** Opening DATASET EXCERPTS block **
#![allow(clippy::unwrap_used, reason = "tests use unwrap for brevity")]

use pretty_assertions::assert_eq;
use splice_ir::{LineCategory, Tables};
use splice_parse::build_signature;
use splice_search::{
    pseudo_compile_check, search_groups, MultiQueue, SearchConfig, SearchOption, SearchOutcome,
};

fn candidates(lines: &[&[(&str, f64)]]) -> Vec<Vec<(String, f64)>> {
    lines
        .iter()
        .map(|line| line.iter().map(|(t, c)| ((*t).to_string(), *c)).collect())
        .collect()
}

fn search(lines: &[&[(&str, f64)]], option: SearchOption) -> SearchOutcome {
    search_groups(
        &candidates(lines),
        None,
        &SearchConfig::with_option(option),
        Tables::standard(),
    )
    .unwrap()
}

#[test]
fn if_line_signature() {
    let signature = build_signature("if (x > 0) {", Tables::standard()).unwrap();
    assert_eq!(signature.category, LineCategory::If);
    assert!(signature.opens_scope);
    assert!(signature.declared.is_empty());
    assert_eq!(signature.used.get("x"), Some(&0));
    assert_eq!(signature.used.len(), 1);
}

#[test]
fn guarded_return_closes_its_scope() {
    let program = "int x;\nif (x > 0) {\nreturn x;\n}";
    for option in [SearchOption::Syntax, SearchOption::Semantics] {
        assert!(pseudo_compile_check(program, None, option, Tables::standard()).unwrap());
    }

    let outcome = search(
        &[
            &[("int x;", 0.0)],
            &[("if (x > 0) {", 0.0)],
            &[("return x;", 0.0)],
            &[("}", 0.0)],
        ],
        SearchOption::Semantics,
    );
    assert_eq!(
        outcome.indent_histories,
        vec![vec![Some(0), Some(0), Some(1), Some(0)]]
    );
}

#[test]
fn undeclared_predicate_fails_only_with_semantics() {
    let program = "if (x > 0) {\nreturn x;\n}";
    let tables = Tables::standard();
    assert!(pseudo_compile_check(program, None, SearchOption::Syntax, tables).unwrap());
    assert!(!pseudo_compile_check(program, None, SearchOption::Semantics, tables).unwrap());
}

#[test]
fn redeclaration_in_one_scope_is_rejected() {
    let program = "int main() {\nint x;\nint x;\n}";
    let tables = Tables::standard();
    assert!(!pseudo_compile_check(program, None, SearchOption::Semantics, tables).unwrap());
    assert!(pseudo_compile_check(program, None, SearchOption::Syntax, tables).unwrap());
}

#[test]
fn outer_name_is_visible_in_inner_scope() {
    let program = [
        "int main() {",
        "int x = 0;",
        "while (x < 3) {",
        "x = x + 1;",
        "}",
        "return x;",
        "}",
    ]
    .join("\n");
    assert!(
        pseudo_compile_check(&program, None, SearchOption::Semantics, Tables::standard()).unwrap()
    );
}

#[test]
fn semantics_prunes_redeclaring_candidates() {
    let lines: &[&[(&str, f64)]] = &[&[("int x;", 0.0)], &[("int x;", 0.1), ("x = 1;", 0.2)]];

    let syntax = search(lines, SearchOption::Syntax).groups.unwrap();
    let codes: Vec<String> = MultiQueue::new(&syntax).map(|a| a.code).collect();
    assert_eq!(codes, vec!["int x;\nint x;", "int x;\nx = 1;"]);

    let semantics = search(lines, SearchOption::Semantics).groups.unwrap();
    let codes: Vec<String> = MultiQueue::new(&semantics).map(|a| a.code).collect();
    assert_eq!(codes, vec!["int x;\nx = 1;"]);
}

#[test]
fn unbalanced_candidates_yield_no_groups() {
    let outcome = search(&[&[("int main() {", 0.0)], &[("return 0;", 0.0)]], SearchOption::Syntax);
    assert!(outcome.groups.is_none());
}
** Closing DATASET EXCERPTS block **
Look through the entries, and return every line that the word "iter" appears in.

» **RESPONSE FOR THIS EXERCISE**:
        .iter()
        .map(|line| line.iter().map(|(t, c)| ((*t).to_string(), *c)).collect())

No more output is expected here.